Fernbedienung – Controller und App

Zur Xplorer Vision Drone gibt es einen Controller aus schwarzem Kunststoff mit allseitig abgerundeten Kanten. Ebenfalls sehr edel und "unterhaltungselektronikmäßig" designt. Mit Bedienelementen hält sich die Fernsteuerung eher zurück. Zwei Joysticks dienen der Steuerung des Quadrokopters. Mit einem Drehregler stellst du die Kameraneigung ein. Hinzu kommen ein Schiebeschalter, mit dem du zwischen drei Betriebsstufen wählen kannst (mit jeder höheren Stufe erhöht sich der mögliche Radius und die Geschwindigkeit), eine Taste zur selbstständigen Rückkehr der Drohne, ein Knopf zum Abheben und Landen und eine Taste für die sogenannte IOC (Intelligent Orientation Control). Die IOC stellt ein an den Bediener angepasstes Bedienkonzept dar. Dabei orientiert sich die Drohne beim Ausführen der Befehle immer an deinem Standpunkt: Drückst du den Joystick also nach vorne, fliegt die Xplorer Vision Drone nicht nach Geräte-Vorderseite nach vorne sondern geradewegs von dir weg. Das kann vor allem beim manuellen Zurückholen des Quadrokopters hilfreich sein, denn dieser fliegt dann genau auf dich zu. Ein Vibrationsalarm macht dich übrigens auf niedrigen Kopter-Akkustand oder schlechte WLAN-Verbindung aufmerksam, sodass du den Xplorer rechtzeitig zurückholen kannst. Die Fernsteuerung arbeitet übrigens (wie üblich) im 5,8 GHz WLAN-Bereich, während die Kommunikation mit dem Smartphone (Livebild-Übertragung, Einstellung der Kameraparameter usw.) im 2,4 GHz Bereich läuft (wodurch sich beides nicht stört).

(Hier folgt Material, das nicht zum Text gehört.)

use anyhow::{anyhow, Context};
use image::{Rgb, RgbImage};
use imageproc::{
    drawing::{draw_filled_rect_mut, draw_hollow_rect_mut, draw_text_mut},
    rect::Rect,
};
use log::*;
use pcb_inspect::{DefectRecord, InspectConfig, InspectError, InspectionResult};
use rusttype::{Font, Scale};
use serde::Serialize;
use std::{
    fs::File,
    io::BufWriter,
    path::{Path, PathBuf},
    str::FromStr,
};

const RED: Rgb<u8> = Rgb([255, 0, 0]);
const GREEN: Rgb<u8> = Rgb([0, 255, 0]);
const BANNER_HEIGHT: u32 = 8;

/// Image dimensions given as `WIDTHxHEIGHT`.
#[derive(Debug, Clone, Copy, PartialEq, Eq)]
pub struct Size {
    pub width: u32,
    pub height: u32,
}

impl FromStr for Size {
    type Err = anyhow::Error;

    fn from_str(s: &str) -> anyhow::Result<Self> {
        let (width, height) = s
            .split_once(|c| c == 'x' || c == 'X')
            .ok_or_else(|| anyhow!("expected WIDTHxHEIGHT, got {:?}", s))?;
        let size = Size {
            width: width.trim().parse()?,
            height: height.trim().parse()?,
        };
        if size.width == 0 || size.height == 0 {
            return Err(anyhow!("size must not be empty"));
        }
        Ok(size)
    }
}

/// Reads the settings file, falling back to the defaults if it is missing or
/// cannot be parsed.
pub fn load_config(path: &Path) -> InspectConfig {
    let config = File::open(path)
        .ok()
        .and_then(|file| serde_json::from_reader(file).ok());
    if config.is_some() {
        info!("loaded settings from {}", path.display());
    } else {
        info!("used default settings");
    }
    config.unwrap_or_default()
}

pub fn load_font(path: &Path) -> anyhow::Result<Font<'static>> {
    let bytes = std::fs::read(path).with_context(|| format!("reading font {}", path.display()))?;
    Font::try_from_vec(bytes).ok_or_else(|| anyhow!("{} is not a usable font", path.display()))
}

/// The `test_*.png` files of a dataset directory, sorted by name.
pub fn dataset_images(dir: &Path) -> anyhow::Result<Vec<PathBuf>> {
    let mut paths = vec![];
    for entry in std::fs::read_dir(dir).with_context(|| format!("listing {}", dir.display()))? {
        let path = entry?.path();
        let is_test_image = path
            .file_name()
            .and_then(|name| name.to_str())
            .map_or(false, |name| name.starts_with("test_") && name.ends_with(".png"));
        if is_test_image && path.is_file() {
            paths.push(path);
        }
    }
    paths.sort();
    Ok(paths)
}

/// Draws the defects and the verdict over the aligned image.
///
/// Labels are only drawn when a font is available.
pub fn render_result(result: &InspectionResult, font: Option<&Font>) -> RgbImage {
    let mut canvas = result.aligned.image().clone();
    let (width, height) = canvas.dimensions();
    for defect in &result.defects {
        let b = defect.bbox;
        for inset in 0..2 {
            let rect = Rect::at(b.x as i32 - inset, b.y as i32 - inset)
                .of_size(b.width + 2 * inset as u32, b.height + 2 * inset as u32);
            draw_hollow_rect_mut(&mut canvas, rect, RED);
        }
        if let Some(font) = font {
            let label = format!("{} ({:.2})", defect.kind, defect.confidence);
            draw_text_mut(&mut canvas, RED, b.x as i32, b.y as i32 - 16, Scale::uniform(14.0), font, &label);
        }
    }
    let (status, color) = if result.passed() {
        ("PASS", GREEN)
    } else {
        ("FAIL", RED)
    };
    draw_filled_rect_mut(
        &mut canvas,
        Rect::at(0, 0).of_size(width, BANNER_HEIGHT.min(height)),
        color,
    );
    if let Some(font) = font {
        draw_text_mut(&mut canvas, color, 50, 20, Scale::uniform(48.0), font, status);
    }
    canvas
}

/// One line of `report.json`.
#[derive(Debug, Clone, Serialize)]
pub struct ImageReport {
    pub image: String,
    pub passed: bool,
    pub defects: Vec<DefectRecord>,
    #[serde(skip_serializing_if = "Option::is_none")]
    pub error: Option<String>,
}

impl ImageReport {
    pub fn new(path: &Path, result: &Result<InspectionResult, InspectError>) -> Self {
        let image = path
            .file_name()
            .map(|name| name.to_string_lossy().into_owned())
            .unwrap_or_default();
        match result {
            Ok(result) => Self {
                image,
                passed: result.passed(),
                defects: result.records(),
                error: None,
            },
            Err(e) => Self {
                image,
                passed: false,
                defects: vec![],
                error: Some(e.to_string()),
            },
        }
    }
}

pub fn write_report(path: &Path, reports: &[ImageReport]) -> anyhow::Result<()> {
    let file = File::create(path).with_context(|| format!("creating {}", path.display()))?;
    serde_json::to_writer_pretty(BufWriter::new(file), reports)?;
    Ok(())
}

#[cfg(test)]
mod tests {
    use super::*;

    #[test]
    fn parses_sizes() {
        assert_eq!(
            "640x480".parse::<Size>().unwrap(),
            Size {
                width: 640,
                height: 480
            }
        );
        assert!("640".parse::<Size>().is_err());
        assert!("0x10".parse::<Size>().is_err());
        assert!("ax10".parse::<Size>().is_err());
    }

    #[test]
    fn lists_only_test_pngs_in_order() {
        let dir = tempfile::tempdir().unwrap();
        for name in ["test_b.png", "test_a.png", "golden_master.png", "test_c.jpg", "notes.txt"] {
            File::create(dir.path().join(name)).unwrap();
        }
        let names: Vec<_> = dataset_images(dir.path())
            .unwrap()
            .iter()
            .map(|p| p.file_name().unwrap().to_string_lossy().into_owned())
            .collect();
        assert_eq!(names, ["test_a.png", "test_b.png"]);
    }

    #[test]
    fn missing_config_gives_defaults() {
        let dir = tempfile::tempdir().unwrap();
        assert_eq!(load_config(&dir.path().join("none.json")), InspectConfig::default());
        let path = dir.path().join("cfg.json");
        std::fs::write(&path, r#"{ "min_region_area": 250 }"#).unwrap();
        assert_eq!(load_config(&path).min_region_area, 250);
    }

    #[test]
    fn boxes_and_banner_are_drawn() {
        use pcb_inspect::{AlignedImage, BoundingBox, DefectKind, DefectRegion, Homography};

        let image = RgbImage::from_pixel(64, 48, Rgb([25, 50, 20]));
        let bbox = BoundingBox::new(20, 20, 10, 10);
        let mut result = InspectionResult {
            aligned: AlignedImage::fully_covered(image),
            transform: Homography::identity(),
            defects: vec![DefectRegion {
                bbox,
                area: 100.0,
                center: bbox.center(),
                centroid: (24.5, 24.5),
                kind: DefectKind::Defect,
                confidence: 0.5,
            }],
            matches: 10,
            inliers: 10,
        };
        let canvas = render_result(&result, None);
        assert_eq!(canvas.get_pixel(20, 25), &RED);
        assert_eq!(canvas.get_pixel(19, 25), &RED);
        assert_eq!(canvas.get_pixel(25, 25), &Rgb([25, 50, 20]));
        assert_eq!(canvas.get_pixel(5, 2), &RED);

        result.defects.clear();
        assert_eq!(render_result(&result, None).get_pixel(5, 2), &GREEN);
    }

    #[test]
    fn failed_image_reports_error() {
        let result = Err(InspectError::Alignment(
            pcb_inspect::AlignmentFailure::InsufficientMatches { found: 2 },
        ));
        let report = ImageReport::new(Path::new("dataset/test_blank.png"), &result);
        let json = serde_json::to_value(&report).unwrap();
        assert_eq!(json["image"], "test_blank.png");
        assert_eq!(json["passed"], false);
        assert!(json["error"].as_str().unwrap().contains("only 2 matches"));
    }
}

Zum Controller gibt es auch eine Smartphone-Halterung. Über die Xiro-App erhältst du auch über die maximale Distanz von 500 Metern zur Drohne ein Livebild der Kamera und kannst alle Flugdaten wie Flughöhe, Geschwindigkeit, Entfernung, Akku-Ladestand und auf einer Karte visualisierte GPS-Daten empfangen. Auch kannst du die Xiro-eigene Kamera via App einstellen, was neben Aufnahmestart/-stopp auch ISO, Belichtungskorrektur, Weißabgleich und Aufnahmeformat umfasst. Hier findest du auch die Flug- und Aufnahmemodi der Xplorer Vision Drone. Neben kompletter manuell gesteuertem Flug kannst du dich von der Drohne verfolgen lassen und auch Mode-Erscheinung Selfie ist an Bord. Dabei gibst du Höhe und Abstand zu dir ein, woraufhin dich der Quadrokopter selbstständig umkreist.